Is standing in -140 °C for 2 minutes a useful recovery tool? Cryotherapy has been gaining in popularity in recent years as some athletes and cycling teams started using it in their post-workout recovery routines. Should you do the same or is it something reserved only for the elite?
How does it work?
When you are at a whole-body cryotherapy place getting ready to step into the chamber, you first need to make sure you’re completely dry because any moisture could damage your skin in such extreme temperatures. Then you will get gloves and a headband, which will be your only clothing along with your underwear. Some places have a transition chamber that might be around -60 °C where you go for about 30 seconds. After that you will step into the main chamber that should be between -110 to -140 °C and spend about 2-3 minutes in there.
Short-term exposure to extreme cold is supposed to trigger changes in inflammatory response, hormone levels, and pain perception. The question is whether these changes are substantial enough to improve recovery for endurance athletes, and also whether you can get a similar benefit without an expensive high-tech chamber.
It activates the rest and digest system
Hard training produces a fight or flight response in the body, which is good for the workout itself. It increases heart rate and blood pressure to match the intensity of the training session. The problem is that it comes at a cost. The body shuts down immunity and digestion in this situation, so when the workout is done, you want to return to the opposite state called rest and digest to be able to recover. Cold exposure causes constriction of the blood vessels in your peripheries, which increases blood pressure in the core of your body. That triggers the baroreflex which helps quickly lower your heart rate and blood pressure. In this regard cryotherapy could help kickstart recovery.
It delays stress hormone production
Research shows that cryotherapy can reduce blood levels of the stress hormone cortisol. A study with elite rowers training twice per day found that cortisol levels increased after 3 days in the control group, but the cryotherapy group had their increase delayed to day 6. So, when it comes to stress hormones, multiple days of training and multiple treatments are necessary.
It reduces inflammation
Another benefit that is especially interesting to athletes is reduction in inflammation. Doing a lot of exercise can produce a lot of inflammation and slow down recovery, so having a way to reduce inflammation when there’s too much of it is something all cycling teams would appreciate. Recent studies have shown that athletes undergoing whole-body cryotherapy have a reduced production of pro-inflammatory cytokine. These results are only observed when they do multiple sessions.

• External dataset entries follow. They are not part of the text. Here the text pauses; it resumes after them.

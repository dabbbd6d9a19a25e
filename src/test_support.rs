//! Shared helpers for unit tests.

use std::sync::OnceLock;

use crate::game_state::position::Position;
use crate::move_generation::move_generator::legal_moves;
use crate::moves::attack_tables::AttackTables;
use crate::moves::move_descriptions::Move;

/// One verified set of attack tables for the whole test binary.
pub fn tables() -> &'static AttackTables {
    static TABLES: OnceLock<AttackTables> = OnceLock::new();
    TABLES.get_or_init(AttackTables::new)
}

/// Legal move matching long algebraic text, panicking if there is none.
pub fn find_move(position: &Position, tables: &AttackTables, uci: &str) -> Move {
    legal_moves(position, tables)
        .into_iter()
        .find(|mv| mv.to_string() == uci)
        .unwrap_or_else(|| panic!("{uci} should be legal in {}", position.fen()))
}
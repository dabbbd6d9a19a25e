//! Crate root module declarations for the Lynx Chess engine core.
//!
//! Exposes the board representation, attack tables, move generation, the
//! search and its control surface, the UCI front-end and text utilities
//! under stable module paths for the binary, benches and external tooling.

pub mod errors;

pub mod game_state {
    pub mod bitboard;
    pub mod chess_rules;
    pub mod chess_types;
    pub mod position;
}

pub mod moves {
    pub mod attack_tables;
    pub mod leaper_attacks;
    pub mod magic;
    pub mod move_descriptions;
}

pub mod move_generation {
    pub mod move_generator;
    pub mod perft;
}

pub mod search {
    pub mod alpha_beta;
    pub mod board_scoring;
    pub mod iterative_deepening;
    pub mod move_ordering;
    pub mod search_config;
    pub mod transposition_table;
    pub mod zobrist;
}

pub mod engines {
    pub mod engine_trait;
    pub mod search_controller;
    pub mod time_management;
}

pub mod uci {
    pub mod uci_top;
}

pub mod utils {
    pub mod algebraic;
    pub mod fen_generator;
    pub mod fen_parser;
    pub mod long_algebraic;
}

#[cfg(test)]
mod test_support;
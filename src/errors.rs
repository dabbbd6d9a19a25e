//! Errors used throughout the engine.
//!
//! Each concern gets its own enum so callers can match on the failure modes
//! they care about. `EngineError` collects them for the controller and the
//! UCI front-end. Attack-table errors describe construction defects and are
//! never expected once a build has verified.

use thiserror::Error;

use crate::game_state::chess_types::Square;
use crate::moves::magic::Slider;

#[derive(Debug, Clone, PartialEq, Eq, Error)]
#[error("invalid square '{0}'")]
pub struct InvalidSquare(pub String);

#[derive(Debug, Clone, PartialEq, Eq, Error)]
pub enum FenError {
    #[error("expected 6 FEN fields, found {0}")]
    FieldCount(usize),
    #[error("expected 8 ranks in piece placement, found {0}")]
    RankCount(usize),
    #[error("rank {rank} describes {files} files instead of 8")]
    RankWidth { rank: u8, files: usize },
    #[error("invalid piece letter '{0}'")]
    PieceLetter(char),
    #[error("invalid side to move '{0}'")]
    SideToMove(String),
    #[error("invalid castling rights '{0}'")]
    CastlingRights(String),
    #[error("invalid en-passant square '{0}'")]
    EnPassantSquare(String),
    #[error("en-passant square {square} must be on rank {expected_rank}")]
    EnPassantRank { square: String, expected_rank: u8 },
    #[error("en-passant square {0} has no pawn that could have just double-pushed")]
    EnPassantPawnMissing(String),
    #[error("invalid half-move clock '{0}'")]
    HalfMoveClock(String),
    #[error("invalid full-move number '{0}'")]
    FullMoveNumber(String),
}

#[derive(Debug, Clone, PartialEq, Eq, Error)]
pub enum MoveParseError {
    #[error("malformed move text '{0}'")]
    Malformed(String),
    #[error(transparent)]
    Square(#[from] InvalidSquare),
    #[error("no piece on {0}")]
    EmptySquare(String),
    #[error("the piece on {0} belongs to the side not on move")]
    WrongSide(String),
    #[error("invalid promotion piece '{0}'")]
    Promotion(char),
    #[error("move {0} is not legal in this position")]
    Illegal(String),
}

#[derive(Debug, Clone, PartialEq, Eq, Error)]
pub enum ConfigError {
    #[error("unknown option '{0}'")]
    UnknownOption(String),
    #[error("invalid value '{value}' for option '{name}'")]
    InvalidValue { name: String, value: String },
    #[error("value {value} for option '{name}' is outside {min}..={max}")]
    OutOfRange {
        name: String,
        value: i64,
        min: i64,
        max: i64,
    },
}

#[derive(Debug, Clone, PartialEq, Eq, Error)]
pub enum AttackTableError {
    #[error("{slider} mask on square {square} has {actual} relevant bits, expected {expected}")]
    RelevantBits {
        slider: Slider,
        square: Square,
        expected: u32,
        actual: u32,
    },
    #[error("no {slider} magic found for square {square} after {attempts} candidates")]
    MagicNotFound {
        slider: Slider,
        square: Square,
        attempts: u32,
    },
    #[error("{slider} table on square {square} returns wrong attacks for occupancy {occupancy:#018x}")]
    Verification {
        slider: Slider,
        square: Square,
        occupancy: u64,
    },
}

#[derive(Debug, Error)]
pub enum EngineError {
    #[error(transparent)]
    Fen(#[from] FenError),
    #[error(transparent)]
    Move(#[from] MoveParseError),
    #[error(transparent)]
    Config(#[from] ConfigError),
    #[error("position {0} is not a legal chess position")]
    InvalidPosition(String),
    #[error("malformed command: {0}")]
    Protocol(String),
    #[error("a search is already running")]
    SearchInProgress,
    #[error("search worker thread panicked")]
    WorkerPanicked,
}

pub type EngineResult<T> = Result<T, EngineError>;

It relieves muscle soreness and pain
Cold exposure has been shown to have analgesic effects on athletes who use it after hard exercise, multiple studies have shown reductions in pain perception and muscle tiredness. These studies have also shown improved sleep and overall quality of life of the athletes.
What’s the verdict?
Research has shown that whole-body cryotherapy is effective for recovery. There’s only one issue. Most research studies conclude that cold water immersion and ice packs are pretty much as effective as cryotherapy when it comes to promoting recovery. So, when we consider that cryotherapy needs to be done frequently and regularly and the price for the necessary 20-30 visits could be hundreds of euros, it loses its appeal quickly. So, unless you’re on a cycling team that provides you with this recovery tool, you should probably focus on the low-tech methods and save your money for a new bike!